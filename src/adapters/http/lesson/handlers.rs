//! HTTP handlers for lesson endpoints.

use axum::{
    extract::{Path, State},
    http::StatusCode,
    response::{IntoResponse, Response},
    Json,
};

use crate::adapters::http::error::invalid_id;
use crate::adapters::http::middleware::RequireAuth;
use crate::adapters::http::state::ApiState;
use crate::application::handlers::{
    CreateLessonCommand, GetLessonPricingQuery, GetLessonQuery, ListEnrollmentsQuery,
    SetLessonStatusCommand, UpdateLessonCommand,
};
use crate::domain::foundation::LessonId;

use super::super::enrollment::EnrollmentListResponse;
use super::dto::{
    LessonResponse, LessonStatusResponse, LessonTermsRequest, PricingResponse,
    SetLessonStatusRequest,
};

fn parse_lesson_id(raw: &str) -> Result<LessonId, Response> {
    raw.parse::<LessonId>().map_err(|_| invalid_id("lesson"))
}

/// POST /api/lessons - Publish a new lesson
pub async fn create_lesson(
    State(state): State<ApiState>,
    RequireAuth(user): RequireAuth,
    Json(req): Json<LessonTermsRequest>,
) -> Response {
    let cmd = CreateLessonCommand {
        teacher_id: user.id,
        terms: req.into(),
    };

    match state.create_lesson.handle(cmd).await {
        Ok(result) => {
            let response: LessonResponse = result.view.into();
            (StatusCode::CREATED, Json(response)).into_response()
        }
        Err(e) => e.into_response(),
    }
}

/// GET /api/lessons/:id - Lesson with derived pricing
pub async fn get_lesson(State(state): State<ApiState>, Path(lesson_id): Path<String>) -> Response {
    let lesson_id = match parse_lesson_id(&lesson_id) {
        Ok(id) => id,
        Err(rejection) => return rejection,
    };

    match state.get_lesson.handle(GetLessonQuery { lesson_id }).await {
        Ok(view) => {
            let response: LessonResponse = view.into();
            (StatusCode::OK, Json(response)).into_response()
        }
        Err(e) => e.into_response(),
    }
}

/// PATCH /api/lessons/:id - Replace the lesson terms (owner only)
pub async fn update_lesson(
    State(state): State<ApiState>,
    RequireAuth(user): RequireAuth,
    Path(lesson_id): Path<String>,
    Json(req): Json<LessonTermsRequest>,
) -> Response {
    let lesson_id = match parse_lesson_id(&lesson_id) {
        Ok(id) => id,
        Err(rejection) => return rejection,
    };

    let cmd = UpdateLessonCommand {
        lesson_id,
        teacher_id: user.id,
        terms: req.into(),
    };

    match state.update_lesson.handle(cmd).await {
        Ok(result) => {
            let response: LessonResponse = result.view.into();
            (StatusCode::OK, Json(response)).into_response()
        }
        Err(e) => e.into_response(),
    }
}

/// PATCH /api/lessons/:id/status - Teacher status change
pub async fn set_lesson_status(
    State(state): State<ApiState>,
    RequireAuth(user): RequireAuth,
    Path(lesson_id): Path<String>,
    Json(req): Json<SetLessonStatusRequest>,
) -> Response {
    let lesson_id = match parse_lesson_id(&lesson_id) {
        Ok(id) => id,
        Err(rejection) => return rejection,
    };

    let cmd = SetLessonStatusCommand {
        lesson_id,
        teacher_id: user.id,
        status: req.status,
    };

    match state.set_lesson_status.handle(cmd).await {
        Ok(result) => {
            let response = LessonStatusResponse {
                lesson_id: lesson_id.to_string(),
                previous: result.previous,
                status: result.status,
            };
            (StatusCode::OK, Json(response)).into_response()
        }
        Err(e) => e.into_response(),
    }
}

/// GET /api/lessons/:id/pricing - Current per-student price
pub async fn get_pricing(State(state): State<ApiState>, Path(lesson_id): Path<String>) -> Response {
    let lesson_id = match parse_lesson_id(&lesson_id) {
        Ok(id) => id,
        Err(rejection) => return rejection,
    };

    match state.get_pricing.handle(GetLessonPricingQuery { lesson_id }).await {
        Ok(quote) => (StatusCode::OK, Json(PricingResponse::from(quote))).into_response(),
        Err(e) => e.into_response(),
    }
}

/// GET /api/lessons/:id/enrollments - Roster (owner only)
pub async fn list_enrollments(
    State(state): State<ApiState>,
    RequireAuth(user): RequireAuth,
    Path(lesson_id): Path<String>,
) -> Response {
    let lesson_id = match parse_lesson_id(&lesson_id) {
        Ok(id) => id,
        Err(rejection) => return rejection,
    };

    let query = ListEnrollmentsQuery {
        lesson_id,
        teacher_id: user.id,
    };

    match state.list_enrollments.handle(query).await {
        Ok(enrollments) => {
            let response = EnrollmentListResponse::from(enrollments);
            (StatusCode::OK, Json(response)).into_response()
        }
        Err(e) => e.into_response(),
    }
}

□ □ □ □ □

The lines wanted are those from the one containing "let query = ListEnrollmentsQuery" through the last line of the listing above. Repeat them exactly.

    let query = ListEnrollmentsQuery {
        lesson_id,
        teacher_id: user.id,
    };

    match state.list_enrollments.handle(query).await {
        Ok(enrollments) => {
            let response = EnrollmentListResponse::from(enrollments);
            (StatusCode::OK, Json(response)).into_response()
        }
        Err(e) => e.into_response(),
    }
}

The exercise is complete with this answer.